The Medicare guidelines, revised in 1987, specifically allowed outpatient departments to pick up CPT codes in the range of 10040-69979 to justify their charges, Clark contends.

“Most hospitals did do that for ambulatory surgery and other sites, but they are not reporting these procedures in the ED.”

In addition, emergency physician professional coders and facility coders must devise some way to communicate about how each is billing for their services, she adds.

For example, the hospital information department might request a copy of the professional staff claims, then designate a staff member to compare the claims with the codes reported by the hospital. That staff member could also contact the billing company to resolve any discrepancies.

Warning for Departments that Code both
Facility and Professional Services

Clark sees other problems in hospitals where the hospital information department codes both the facility ED charges and the physician charges.

In some cases, a procedure performed by a nurse or other hospital staff member should be coded on the UB92, but not on the physician’s HCFA-1500, she says.

“If you are coding for facility charges, it doesn’t matter whether the ED physician, the nurse, or, for example, an orthopedic surgeon on a consult, performs a procedure. For the hospital, they code to reflect the facility charges,” Clark explains. “But, you have two sets of billing guidelines. The procedure should only be reported on the HCFA-1500 of the ED physician if that physician actually performed the procedure.

Sometimes, I have seen systems that put these codes [for procedures performed by a nurse or other physician] on the physician’s bill, which is fraudulent.”

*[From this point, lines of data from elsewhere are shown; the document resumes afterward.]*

//! The session loop.
//!
//! Exactly two sources are watched: keyboard input and the relay connection.
//! Keyboard content is checked against the local commands in
//! [`LocalCommand`] and otherwise forwarded as is; content from the relay is
//! shown to the operator untouched.

use std::{
    io::{self, Read, Write},
    os::fd::AsRawFd,
};

use anyhow::{Context, Result};
use tracing::{debug, info, warn};

use crate::{
    cli::SessionArgs,
    command::LocalCommand,
    config::SessionConfig,
    error::SessionError,
    keyboard::Keyboard,
    mux::{Handle, Multiplexer, PollMultiplexer},
    resolve,
};

pub const BANNER: &str = "Enter a message or type \"quit\" to exit.";
const CLIENT_CLOSED: &str = "*** client closed connection";
const SERVER_CLOSED: &str = "*** server closed connection";

/// Why a session ended without error.
#[derive(Debug, Clone, Copy, PartialEq, Eq)]
pub enum SessionEnd {
    /// The operator typed `quit`.
    Quit,
    /// An `atugpib exit` line was forwarded.
    ExitForwarded,
    /// The relay closed the connection.
    ServerClosed,
    /// Keyboard input reached end-of-file.
    KeyboardClosed,
}

/// Connects to the relay named in `args` and runs a session on the process's
/// standard input and output.
pub async fn run(args: SessionArgs) -> Result<SessionEnd> {
    let server = resolve::connect(&args.address, args.port)
        .await
        .with_context(|| format!("failed to connect to {}:{}", args.address, args.port))?;
    info!("connected to {}:{}", args.address, args.port);

    let keyboard = Keyboard::stdin().context("failed to prepare standard input")?;
    let mut stdout = io::stdout();
    writeln!(stdout, "{BANNER}")?;
    stdout.flush()?;

    let mut session = Session::new(keyboard, server, stdout, SessionConfig::from(&args))?;
    let end = session.run().await?;
    Ok(end)
}

/// Sources must already be in non-blocking mode.
pub struct Session<K, S, O, M = PollMultiplexer> {
    mux: M,
    keyboard: K,
    server: S,
    out: O,
    buffer: Box<[u8]>,
    keyboard_handle: Handle,
    server_handle: Handle,
}

impl<K, S, O> Session<K, S, O, PollMultiplexer>
where
    K: Read + AsRawFd,
    S: Read + Write + AsRawFd,
    O: Write,
{
    pub fn new(keyboard: K, server: S, out: O, config: SessionConfig) -> Result<Self, SessionError> {
        Self::with_multiplexer(keyboard, server, out, config, PollMultiplexer::new())
    }
}

impl<K, S, O, M> Session<K, S, O, M>
where
    K: Read + AsRawFd,
    S: Read + Write + AsRawFd,
    O: Write,
    M: Multiplexer,
{
    pub fn with_multiplexer(
        keyboard: K,
        server: S,
        out: O,
        config: SessionConfig,
        mut mux: M,
    ) -> Result<Self, SessionError> {
        let keyboard_handle = Handle::of(&keyboard);
        let server_handle = Handle::of(&server);
        mux.register(keyboard_handle).map_err(SessionError::Register)?;
        mux.register(server_handle).map_err(SessionError::Register)?;

        Ok(Self {
            mux,
            keyboard,
            server,
            out,
            buffer: vec![0; config.buffer_size.get()].into_boxed_slice(),
            keyboard_handle,
            server_handle,
        })
    }

    pub fn output(&self) -> &O {
        &self.out
    }

    pub async fn run(&mut self) -> Result<SessionEnd, SessionError> {
        loop {
            if let Some(end) = self.cycle().await? {
                debug!(?end, "session loop finished");
                return Ok(end);
            }
        }
    }

    /// One wait followed by dispatch. Keyboard input is handled before server
    /// input; if it ends the session the server is not read this cycle.
    pub async fn cycle(&mut self) -> Result<Option<SessionEnd>, SessionError> {
        let interest = [self.keyboard_handle, self.server_handle];
        let ready = match self.mux.wait(&interest).await {
            Ok(ready) => ready,
            Err(err) if err.is_recoverable() => {
                debug!(error = %err, "wait interrupted; retrying");
                return Ok(None);
            }
            Err(err) => return Err(err.into()),
        };

        if ready.contains(&self.keyboard_handle) {
            if let Some(end) = self.on_keyboard()? {
                return Ok(Some(end));
            }
        }
        if ready.contains(&self.server_handle) {
            if let Some(end) = self.on_server()? {
                return Ok(Some(end));
            }
        }

        Ok(None)
    }

    fn on_keyboard(&mut self) -> Result<Option<SessionEnd>, SessionError> {
        let keyboard = &mut self.keyboard;
        let buffer = &mut self.buffer;
        let len = match self.mux.attempt(self.keyboard_handle, || keyboard.read(buffer)) {
            Ok(0) => {
                debug!("keyboard input closed");
                return Ok(Some(SessionEnd::KeyboardClosed));
            }
            Ok(len) => len,
            Err(err) if is_spurious(&err) => return Ok(None),
            Err(err) => return Err(SessionError::KeyboardRead(err)),
        };

        let unit = &self.buffer[..len];
        let command = LocalCommand::classify(unit);
        if command.forwards() {
            forward(&mut self.server, &mut self.out, unit)?;
        }

        match command {
            LocalCommand::Quit => {
                announce(&mut self.out, CLIENT_CLOSED)?;
                Ok(Some(SessionEnd::Quit))
            }
            LocalCommand::Reserved => {
                debug!(len, "reserved command prefix without exit; nothing forwarded");
                Ok(None)
            }
            _ if command.ends_session() => Ok(Some(SessionEnd::ExitForwarded)),
            _ => Ok(None),
        }
    }

    fn on_server(&mut self) -> Result<Option<SessionEnd>, SessionError> {
        let server = &mut self.server;
        let buffer = &mut self.buffer;
        match self.mux.attempt(self.server_handle, || server.read(buffer)) {
            Ok(0) => {
                announce(&mut self.out, SERVER_CLOSED)?;
                Ok(Some(SessionEnd::ServerClosed))
            }
            Ok(len) => {
                show(&mut self.out, b"Rcvd: ", &self.buffer[..len])?;
                Ok(None)
            }
            Err(err) if is_spurious(&err) => Ok(None),
            Err(err) => Err(SessionError::ServerRead(err)),
        }
    }
}

fn is_spurious(err: &io::Error) -> bool {
    matches!(
        err.kind(),
        io::ErrorKind::WouldBlock | io::ErrorKind::Interrupted
    )
}

/// Writes `unit` to the relay in one attempt, then echoes it to the operator.
///
/// A full send buffer drops the unit with a warning instead of ending the
/// session; the wait only tracks read readiness.
fn forward<S: Write, O: Write>(server: &mut S, out: &mut O, unit: &[u8]) -> Result<(), SessionError> {
    let written = match server.write(unit) {
        Ok(written) => written,
        Err(err) if is_spurious(&err) => {
            warn!(len = unit.len(), "relay is not accepting data; unit dropped");
            return Ok(());
        }
        Err(err) => return Err(SessionError::ServerWrite(err)),
    };
    if written < unit.len() {
        debug!(written, len = unit.len(), "short write treated as complete");
    }
    show(out, b"Sent: ", unit)
}

fn show<O: Write>(out: &mut O, label: &[u8], unit: &[u8]) -> Result<(), SessionError> {
    out.write_all(label)
        .and_then(|()| out.write_all(unit))
        .and_then(|()| {
            if unit.ends_with(b"\n") {
                Ok(())
            } else {
                out.write_all(b"\n")
            }
        })
        .and_then(|()| out.flush())
        .map_err(SessionError::Display)
}

fn announce<O: Write>(out: &mut O, notice: &str) -> Result<(), SessionError> {
    writeln!(out, "{notice}")
        .and_then(|()| out.flush())
        .map_err(SessionError::Display)
}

Clark recommends separating the task of coding for the ED physicians from coding for the remainder of ED services, even though the reporting of the services must be coordinated.

Coders should report the physician portion of the services separately. Then, the department should have another staff member code the facility portion—not do the two together.

Resolve ICD-9 Coding Conflicts

Another major source of friction between professional coders and facility coders in the ED, is the concept of diagnosis coding for medical necessity, say both Clark and Day.

Hospital-based coders, often trained to code inpatient services, often feel that they can only report an established diagnosis, not vague signs and symptoms.

Professional-side coders for emergency services are accustomed to reporting ICD-9 codes for signs and symptoms if that was the information available to the physician and prompted the physician to perform a certain treatment or order certain tests.

“A patient presents to the department with chest pain, what is the first thing that he is normally worked up for?” asks Clark. “An MI (myocardial infarction). So, the physician orders an EKG and other tests that determine it isn’t an MI, but just gastritis. If you don’t put the ICD-9 code for chest pain down along with the code for gastritis, the EKG is not paid for because gastritis is not a justifiable medical reason for ordering an EKG.”

However, the physician had no way of knowing the patient was not suffering an MI when the test was ordered.

“I tell hospital coders, report the gastritis, yes, but report the chest pain as well,” Clark says. Hospital coders should be aware that it is acceptable in outpatient coding to code the signs and symptoms if these indicate the “real” reason the patient presented to the ED.